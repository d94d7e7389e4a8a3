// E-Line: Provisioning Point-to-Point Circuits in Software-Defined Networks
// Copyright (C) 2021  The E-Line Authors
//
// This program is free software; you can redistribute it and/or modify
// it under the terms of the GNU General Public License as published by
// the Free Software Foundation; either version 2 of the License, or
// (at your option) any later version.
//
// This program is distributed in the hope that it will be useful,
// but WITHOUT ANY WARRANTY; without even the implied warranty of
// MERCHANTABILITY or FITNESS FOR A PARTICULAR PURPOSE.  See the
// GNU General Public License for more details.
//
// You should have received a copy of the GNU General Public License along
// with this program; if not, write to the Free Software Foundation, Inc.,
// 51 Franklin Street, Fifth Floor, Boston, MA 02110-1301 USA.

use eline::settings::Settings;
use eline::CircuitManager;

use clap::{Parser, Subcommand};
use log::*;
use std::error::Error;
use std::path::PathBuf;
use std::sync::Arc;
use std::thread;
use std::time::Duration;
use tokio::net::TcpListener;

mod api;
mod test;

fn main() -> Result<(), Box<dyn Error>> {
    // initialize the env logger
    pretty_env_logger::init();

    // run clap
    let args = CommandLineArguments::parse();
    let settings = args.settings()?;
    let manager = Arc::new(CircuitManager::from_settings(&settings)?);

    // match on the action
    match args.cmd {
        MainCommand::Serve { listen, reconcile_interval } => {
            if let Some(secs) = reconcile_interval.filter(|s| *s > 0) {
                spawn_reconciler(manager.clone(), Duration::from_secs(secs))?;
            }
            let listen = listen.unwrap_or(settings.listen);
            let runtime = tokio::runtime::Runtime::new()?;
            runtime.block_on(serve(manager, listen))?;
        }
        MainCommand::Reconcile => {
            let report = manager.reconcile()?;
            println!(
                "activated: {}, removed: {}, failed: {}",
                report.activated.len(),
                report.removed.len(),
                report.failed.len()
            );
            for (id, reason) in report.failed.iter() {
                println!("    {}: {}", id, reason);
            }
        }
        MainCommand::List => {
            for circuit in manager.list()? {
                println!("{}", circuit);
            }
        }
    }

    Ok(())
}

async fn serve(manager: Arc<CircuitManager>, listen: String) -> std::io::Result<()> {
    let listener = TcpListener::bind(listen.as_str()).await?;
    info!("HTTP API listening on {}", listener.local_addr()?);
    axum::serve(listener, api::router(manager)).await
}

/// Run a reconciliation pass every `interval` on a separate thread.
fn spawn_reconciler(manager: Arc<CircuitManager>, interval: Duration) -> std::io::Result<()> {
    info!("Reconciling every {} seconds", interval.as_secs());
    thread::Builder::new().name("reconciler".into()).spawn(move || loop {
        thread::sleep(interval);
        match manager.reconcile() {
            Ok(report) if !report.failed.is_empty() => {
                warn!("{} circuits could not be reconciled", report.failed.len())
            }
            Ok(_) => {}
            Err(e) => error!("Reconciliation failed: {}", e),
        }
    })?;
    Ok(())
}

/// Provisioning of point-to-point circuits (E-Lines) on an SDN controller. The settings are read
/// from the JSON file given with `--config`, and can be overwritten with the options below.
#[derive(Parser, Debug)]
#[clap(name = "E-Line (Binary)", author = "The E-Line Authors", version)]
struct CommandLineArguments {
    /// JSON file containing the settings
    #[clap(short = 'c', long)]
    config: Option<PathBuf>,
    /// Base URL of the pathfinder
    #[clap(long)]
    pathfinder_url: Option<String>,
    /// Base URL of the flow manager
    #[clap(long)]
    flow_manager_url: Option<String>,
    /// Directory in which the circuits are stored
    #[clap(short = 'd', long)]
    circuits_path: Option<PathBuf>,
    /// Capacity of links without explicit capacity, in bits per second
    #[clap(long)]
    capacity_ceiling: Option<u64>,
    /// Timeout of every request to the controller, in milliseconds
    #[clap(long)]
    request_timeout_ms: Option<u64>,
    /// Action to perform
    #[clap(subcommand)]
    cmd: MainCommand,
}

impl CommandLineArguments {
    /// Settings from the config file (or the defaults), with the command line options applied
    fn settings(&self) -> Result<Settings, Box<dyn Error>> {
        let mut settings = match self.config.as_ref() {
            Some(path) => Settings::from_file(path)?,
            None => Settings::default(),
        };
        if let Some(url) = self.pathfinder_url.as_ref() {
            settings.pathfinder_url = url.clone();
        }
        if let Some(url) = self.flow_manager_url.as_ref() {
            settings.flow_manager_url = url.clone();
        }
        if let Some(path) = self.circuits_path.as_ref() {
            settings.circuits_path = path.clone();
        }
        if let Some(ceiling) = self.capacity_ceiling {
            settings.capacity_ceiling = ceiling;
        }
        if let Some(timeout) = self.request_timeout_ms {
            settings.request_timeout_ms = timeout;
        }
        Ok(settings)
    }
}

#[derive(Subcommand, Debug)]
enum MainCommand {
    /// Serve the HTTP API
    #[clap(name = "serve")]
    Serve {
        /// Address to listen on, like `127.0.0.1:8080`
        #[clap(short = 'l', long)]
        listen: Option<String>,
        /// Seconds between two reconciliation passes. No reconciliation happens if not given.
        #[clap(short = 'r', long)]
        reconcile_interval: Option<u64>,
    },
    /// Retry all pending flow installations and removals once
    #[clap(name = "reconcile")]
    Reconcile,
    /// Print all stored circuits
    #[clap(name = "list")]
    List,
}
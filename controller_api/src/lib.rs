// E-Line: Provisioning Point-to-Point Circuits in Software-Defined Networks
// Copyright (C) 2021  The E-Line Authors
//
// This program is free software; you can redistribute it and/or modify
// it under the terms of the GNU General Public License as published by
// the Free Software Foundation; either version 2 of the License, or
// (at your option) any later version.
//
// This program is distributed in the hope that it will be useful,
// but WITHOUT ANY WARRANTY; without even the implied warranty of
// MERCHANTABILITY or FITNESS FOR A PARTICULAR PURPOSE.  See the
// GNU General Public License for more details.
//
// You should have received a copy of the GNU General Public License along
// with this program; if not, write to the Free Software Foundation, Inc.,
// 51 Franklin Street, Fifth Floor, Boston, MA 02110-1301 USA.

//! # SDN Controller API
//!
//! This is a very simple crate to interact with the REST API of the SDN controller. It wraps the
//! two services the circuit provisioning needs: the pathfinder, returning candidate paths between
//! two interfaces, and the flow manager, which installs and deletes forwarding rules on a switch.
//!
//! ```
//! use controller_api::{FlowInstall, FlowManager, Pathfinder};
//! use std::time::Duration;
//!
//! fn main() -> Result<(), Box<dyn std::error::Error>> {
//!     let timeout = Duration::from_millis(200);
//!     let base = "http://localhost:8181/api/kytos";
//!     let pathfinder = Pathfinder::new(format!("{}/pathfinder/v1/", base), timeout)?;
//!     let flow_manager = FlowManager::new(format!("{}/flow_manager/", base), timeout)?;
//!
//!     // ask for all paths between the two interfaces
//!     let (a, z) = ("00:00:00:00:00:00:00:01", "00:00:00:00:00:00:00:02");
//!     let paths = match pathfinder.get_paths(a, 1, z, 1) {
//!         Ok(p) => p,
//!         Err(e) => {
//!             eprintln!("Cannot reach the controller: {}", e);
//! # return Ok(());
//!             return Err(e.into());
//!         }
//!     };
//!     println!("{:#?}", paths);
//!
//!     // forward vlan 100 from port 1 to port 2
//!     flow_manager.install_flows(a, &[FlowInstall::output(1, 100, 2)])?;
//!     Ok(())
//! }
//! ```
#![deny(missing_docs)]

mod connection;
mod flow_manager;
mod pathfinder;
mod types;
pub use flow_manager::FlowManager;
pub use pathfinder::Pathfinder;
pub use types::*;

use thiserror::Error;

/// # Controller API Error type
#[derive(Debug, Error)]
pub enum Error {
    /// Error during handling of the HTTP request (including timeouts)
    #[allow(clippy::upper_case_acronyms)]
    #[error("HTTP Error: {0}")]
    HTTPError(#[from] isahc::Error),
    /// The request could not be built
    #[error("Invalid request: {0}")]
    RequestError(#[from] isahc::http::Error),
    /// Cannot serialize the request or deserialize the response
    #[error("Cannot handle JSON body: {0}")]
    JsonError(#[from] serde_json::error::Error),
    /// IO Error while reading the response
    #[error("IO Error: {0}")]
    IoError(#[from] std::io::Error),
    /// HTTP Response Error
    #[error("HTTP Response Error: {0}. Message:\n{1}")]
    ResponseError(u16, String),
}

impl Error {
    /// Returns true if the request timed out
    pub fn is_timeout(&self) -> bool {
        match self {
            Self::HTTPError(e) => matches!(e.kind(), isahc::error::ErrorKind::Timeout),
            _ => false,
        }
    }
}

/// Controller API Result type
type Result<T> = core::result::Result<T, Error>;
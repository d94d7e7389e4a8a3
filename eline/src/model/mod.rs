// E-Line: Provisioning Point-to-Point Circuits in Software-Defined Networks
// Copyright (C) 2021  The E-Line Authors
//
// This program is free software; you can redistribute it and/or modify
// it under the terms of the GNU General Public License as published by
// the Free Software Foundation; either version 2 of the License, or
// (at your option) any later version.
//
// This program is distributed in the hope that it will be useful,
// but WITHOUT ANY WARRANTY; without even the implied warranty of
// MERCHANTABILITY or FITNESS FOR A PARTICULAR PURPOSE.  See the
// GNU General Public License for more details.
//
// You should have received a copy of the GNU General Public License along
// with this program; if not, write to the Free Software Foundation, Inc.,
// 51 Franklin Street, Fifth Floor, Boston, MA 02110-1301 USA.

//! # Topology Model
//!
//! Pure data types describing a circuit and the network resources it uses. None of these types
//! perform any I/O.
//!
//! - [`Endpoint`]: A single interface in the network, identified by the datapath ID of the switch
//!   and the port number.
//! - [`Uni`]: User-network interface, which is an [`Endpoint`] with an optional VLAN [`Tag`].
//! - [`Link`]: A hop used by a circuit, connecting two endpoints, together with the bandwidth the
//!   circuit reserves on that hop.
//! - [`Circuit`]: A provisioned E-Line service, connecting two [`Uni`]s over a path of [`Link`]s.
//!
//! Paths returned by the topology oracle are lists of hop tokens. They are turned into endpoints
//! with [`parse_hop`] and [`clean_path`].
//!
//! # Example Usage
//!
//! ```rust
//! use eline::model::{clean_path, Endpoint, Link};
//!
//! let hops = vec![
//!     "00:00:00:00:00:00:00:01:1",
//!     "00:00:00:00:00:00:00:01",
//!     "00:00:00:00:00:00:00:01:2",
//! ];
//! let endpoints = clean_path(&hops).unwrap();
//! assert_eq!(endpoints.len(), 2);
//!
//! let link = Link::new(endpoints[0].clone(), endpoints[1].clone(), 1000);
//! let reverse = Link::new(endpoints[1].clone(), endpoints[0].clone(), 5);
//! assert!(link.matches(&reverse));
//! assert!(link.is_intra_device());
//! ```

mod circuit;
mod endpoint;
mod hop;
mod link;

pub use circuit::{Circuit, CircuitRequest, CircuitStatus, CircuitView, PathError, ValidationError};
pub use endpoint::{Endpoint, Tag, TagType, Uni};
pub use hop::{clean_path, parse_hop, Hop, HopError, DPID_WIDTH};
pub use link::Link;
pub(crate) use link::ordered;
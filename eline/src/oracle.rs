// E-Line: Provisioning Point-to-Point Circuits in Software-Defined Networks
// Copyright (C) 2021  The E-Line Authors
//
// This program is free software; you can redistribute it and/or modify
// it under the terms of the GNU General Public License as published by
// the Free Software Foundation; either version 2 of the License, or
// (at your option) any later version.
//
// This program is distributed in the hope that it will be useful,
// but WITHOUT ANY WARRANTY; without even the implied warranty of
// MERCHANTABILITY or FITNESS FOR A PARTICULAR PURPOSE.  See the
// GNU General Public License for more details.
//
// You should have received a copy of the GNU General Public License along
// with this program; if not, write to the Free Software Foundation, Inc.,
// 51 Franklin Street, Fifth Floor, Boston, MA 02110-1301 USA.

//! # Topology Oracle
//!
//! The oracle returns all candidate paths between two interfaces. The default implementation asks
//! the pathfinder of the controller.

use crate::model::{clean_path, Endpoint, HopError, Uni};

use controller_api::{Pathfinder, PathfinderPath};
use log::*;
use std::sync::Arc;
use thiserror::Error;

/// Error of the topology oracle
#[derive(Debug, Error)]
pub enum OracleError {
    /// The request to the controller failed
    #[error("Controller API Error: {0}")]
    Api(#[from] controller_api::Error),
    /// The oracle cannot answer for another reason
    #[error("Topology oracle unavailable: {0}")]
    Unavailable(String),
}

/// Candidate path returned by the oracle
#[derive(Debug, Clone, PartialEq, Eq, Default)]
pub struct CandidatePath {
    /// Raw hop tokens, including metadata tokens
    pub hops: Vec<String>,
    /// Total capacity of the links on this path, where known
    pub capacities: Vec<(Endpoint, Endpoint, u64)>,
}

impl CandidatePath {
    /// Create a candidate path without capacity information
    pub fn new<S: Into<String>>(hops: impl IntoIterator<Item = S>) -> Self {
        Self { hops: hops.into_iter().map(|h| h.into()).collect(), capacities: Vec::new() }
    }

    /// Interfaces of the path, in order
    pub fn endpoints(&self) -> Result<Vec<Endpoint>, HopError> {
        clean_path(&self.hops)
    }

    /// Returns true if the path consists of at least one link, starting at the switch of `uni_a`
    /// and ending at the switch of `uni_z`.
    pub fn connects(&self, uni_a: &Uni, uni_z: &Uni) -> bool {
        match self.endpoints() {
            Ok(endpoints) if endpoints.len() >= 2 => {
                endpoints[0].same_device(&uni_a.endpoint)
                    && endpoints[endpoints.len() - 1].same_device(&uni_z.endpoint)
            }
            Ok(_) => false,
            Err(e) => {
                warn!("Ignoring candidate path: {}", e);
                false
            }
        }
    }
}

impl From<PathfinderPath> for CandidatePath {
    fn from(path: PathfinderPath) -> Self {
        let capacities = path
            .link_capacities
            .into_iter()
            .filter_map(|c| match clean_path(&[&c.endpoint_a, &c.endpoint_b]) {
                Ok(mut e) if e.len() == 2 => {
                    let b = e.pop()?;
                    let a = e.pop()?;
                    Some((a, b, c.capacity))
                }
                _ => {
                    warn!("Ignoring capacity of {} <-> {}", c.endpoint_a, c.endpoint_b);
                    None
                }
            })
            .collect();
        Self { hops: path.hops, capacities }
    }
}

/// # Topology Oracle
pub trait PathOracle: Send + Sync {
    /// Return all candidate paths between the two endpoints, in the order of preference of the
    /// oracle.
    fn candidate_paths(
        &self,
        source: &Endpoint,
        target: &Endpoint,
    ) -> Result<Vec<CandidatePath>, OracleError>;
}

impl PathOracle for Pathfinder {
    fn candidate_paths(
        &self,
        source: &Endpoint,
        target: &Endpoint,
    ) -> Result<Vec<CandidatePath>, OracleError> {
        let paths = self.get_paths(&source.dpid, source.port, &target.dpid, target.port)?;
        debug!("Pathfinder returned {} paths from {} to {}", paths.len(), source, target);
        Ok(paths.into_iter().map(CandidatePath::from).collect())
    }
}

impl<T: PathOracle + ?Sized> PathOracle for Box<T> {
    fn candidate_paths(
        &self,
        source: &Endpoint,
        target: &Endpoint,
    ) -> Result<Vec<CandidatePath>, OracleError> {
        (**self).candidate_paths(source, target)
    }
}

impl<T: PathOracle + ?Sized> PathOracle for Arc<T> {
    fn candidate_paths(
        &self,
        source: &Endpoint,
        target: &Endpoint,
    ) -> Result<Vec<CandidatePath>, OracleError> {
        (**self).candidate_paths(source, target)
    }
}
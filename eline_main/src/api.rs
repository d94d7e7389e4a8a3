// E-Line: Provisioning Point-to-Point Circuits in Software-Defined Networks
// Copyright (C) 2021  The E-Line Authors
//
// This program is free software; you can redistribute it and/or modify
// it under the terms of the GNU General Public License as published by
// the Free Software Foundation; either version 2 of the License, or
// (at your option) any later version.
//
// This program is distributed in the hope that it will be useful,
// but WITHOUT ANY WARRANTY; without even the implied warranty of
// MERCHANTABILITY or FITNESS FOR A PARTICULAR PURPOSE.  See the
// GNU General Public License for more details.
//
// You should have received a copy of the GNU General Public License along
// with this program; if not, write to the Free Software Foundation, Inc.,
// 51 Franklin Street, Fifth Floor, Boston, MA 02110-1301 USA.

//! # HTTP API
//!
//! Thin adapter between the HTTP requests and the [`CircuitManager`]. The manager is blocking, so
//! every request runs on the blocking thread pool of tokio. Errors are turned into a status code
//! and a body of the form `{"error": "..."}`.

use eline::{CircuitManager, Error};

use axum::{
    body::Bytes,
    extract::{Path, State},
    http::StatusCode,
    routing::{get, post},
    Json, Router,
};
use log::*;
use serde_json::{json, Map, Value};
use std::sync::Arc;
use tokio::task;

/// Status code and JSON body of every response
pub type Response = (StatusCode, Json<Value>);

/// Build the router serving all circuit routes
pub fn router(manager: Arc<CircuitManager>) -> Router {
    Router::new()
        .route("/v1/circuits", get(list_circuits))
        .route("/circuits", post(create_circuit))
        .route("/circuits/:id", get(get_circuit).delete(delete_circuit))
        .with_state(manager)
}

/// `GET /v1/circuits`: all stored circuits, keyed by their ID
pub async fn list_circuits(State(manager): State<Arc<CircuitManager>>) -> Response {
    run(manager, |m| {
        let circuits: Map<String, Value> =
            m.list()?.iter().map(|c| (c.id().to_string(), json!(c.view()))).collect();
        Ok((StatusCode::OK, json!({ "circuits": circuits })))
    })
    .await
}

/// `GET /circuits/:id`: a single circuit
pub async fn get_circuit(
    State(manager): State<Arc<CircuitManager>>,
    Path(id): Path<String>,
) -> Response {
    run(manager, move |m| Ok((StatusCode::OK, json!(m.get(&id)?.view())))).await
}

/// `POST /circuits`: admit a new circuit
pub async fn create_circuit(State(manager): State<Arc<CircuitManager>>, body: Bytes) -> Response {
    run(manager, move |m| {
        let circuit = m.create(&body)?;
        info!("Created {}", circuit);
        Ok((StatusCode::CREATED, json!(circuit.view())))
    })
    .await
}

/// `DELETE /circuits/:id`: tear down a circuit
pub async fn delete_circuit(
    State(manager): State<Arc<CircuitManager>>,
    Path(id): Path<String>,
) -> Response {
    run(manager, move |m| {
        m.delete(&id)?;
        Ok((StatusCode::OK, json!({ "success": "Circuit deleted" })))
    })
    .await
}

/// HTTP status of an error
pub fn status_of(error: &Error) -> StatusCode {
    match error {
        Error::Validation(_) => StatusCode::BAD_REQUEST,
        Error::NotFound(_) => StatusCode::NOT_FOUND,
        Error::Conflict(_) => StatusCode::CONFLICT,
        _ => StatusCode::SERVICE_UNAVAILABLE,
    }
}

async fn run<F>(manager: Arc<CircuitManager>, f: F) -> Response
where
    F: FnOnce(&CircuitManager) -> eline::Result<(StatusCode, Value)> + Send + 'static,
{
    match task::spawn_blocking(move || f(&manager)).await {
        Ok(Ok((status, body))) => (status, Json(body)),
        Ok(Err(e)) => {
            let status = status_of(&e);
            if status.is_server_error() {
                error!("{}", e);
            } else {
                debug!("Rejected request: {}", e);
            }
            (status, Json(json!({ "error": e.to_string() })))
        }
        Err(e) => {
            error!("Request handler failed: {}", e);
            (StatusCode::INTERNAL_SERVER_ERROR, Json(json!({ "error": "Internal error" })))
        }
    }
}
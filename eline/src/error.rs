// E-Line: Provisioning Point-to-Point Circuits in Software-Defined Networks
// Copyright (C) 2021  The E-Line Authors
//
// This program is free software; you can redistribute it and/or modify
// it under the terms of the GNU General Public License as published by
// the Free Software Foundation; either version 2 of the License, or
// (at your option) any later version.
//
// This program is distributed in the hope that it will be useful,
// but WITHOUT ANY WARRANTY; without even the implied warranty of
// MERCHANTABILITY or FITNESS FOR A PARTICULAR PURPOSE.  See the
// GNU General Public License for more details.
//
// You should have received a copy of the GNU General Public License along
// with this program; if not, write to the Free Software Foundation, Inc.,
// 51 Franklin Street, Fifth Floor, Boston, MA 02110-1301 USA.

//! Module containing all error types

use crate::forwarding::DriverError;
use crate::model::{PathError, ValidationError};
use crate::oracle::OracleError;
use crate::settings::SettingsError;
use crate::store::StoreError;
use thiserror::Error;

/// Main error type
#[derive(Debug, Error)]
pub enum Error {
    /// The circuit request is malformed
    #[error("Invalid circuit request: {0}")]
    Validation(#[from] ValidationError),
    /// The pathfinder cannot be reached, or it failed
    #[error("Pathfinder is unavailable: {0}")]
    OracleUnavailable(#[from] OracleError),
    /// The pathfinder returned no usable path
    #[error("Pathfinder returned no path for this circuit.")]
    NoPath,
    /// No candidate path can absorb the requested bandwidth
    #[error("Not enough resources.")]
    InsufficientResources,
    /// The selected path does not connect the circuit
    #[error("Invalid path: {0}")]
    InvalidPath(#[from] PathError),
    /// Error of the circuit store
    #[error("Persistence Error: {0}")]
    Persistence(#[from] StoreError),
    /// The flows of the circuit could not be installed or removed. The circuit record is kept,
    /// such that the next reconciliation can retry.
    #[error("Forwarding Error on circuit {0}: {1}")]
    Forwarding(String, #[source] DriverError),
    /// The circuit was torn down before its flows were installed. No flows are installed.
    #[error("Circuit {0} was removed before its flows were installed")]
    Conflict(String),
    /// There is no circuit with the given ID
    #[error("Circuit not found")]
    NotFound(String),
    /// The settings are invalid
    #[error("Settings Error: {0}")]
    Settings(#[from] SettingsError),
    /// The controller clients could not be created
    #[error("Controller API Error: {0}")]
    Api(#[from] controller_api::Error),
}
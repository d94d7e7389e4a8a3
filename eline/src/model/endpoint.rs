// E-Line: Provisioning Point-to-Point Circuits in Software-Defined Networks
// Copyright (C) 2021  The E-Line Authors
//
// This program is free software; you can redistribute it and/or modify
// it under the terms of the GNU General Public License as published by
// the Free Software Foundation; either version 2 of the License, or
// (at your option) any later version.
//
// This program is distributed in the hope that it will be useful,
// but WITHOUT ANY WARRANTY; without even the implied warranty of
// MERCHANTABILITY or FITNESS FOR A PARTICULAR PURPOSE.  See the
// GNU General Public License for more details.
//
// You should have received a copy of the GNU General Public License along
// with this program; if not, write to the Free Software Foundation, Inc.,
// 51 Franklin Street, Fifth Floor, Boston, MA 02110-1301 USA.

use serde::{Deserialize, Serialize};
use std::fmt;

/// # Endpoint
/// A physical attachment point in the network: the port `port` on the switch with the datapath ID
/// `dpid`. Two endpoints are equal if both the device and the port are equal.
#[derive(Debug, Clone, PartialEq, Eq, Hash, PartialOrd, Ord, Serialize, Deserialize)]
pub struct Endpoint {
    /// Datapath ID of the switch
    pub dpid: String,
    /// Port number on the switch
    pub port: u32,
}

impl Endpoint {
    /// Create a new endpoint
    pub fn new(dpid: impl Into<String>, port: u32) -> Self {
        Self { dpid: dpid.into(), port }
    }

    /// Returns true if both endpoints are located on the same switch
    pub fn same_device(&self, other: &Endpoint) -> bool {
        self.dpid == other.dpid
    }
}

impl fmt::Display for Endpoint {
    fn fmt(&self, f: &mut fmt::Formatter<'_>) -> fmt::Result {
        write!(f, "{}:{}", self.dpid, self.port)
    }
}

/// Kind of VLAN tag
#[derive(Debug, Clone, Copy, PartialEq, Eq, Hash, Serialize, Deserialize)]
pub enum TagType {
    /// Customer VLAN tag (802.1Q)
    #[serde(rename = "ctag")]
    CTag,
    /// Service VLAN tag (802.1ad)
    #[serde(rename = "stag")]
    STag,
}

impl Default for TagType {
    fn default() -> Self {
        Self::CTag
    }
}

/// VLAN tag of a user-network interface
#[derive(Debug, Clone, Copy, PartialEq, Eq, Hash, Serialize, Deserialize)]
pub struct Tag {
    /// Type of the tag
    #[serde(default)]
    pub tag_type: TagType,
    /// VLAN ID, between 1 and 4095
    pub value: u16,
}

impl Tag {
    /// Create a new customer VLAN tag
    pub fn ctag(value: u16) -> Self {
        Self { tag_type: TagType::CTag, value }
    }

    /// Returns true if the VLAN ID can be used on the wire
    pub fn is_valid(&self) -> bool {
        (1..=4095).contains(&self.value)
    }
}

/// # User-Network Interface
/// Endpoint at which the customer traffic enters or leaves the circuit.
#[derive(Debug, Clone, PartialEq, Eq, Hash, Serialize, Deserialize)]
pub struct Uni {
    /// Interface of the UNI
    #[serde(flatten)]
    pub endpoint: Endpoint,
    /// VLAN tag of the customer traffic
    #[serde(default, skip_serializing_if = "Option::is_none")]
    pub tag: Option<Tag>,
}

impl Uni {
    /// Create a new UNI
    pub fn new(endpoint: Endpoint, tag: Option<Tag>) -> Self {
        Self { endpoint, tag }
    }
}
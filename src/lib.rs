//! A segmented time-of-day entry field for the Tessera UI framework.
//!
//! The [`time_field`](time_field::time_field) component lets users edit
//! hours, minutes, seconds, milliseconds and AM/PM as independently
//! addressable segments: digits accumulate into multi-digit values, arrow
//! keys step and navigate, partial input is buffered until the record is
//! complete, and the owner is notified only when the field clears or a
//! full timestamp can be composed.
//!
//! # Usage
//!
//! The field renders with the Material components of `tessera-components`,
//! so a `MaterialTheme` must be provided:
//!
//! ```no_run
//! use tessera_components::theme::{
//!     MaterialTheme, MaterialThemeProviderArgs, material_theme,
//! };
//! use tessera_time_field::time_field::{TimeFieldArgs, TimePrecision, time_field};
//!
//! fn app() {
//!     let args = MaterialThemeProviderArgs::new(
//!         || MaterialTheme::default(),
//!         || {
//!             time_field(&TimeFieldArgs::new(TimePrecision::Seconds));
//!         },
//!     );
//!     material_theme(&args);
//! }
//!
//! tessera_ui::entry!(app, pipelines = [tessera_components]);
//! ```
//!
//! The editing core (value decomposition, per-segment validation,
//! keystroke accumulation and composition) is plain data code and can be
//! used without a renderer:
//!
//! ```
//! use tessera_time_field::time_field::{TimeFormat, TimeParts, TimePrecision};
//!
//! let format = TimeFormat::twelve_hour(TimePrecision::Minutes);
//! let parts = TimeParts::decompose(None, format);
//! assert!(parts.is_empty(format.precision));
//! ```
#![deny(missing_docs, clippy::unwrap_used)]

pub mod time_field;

○ ○ ○

§ Directions:
Find every line in the records that uses the string "reverse", then copy it.

§ Answer to this exercise:
//! let reverse = Link::new(endpoints[1].clone(), endpoints[0].clone(), 5);
//! assert!(link.matches(&reverse));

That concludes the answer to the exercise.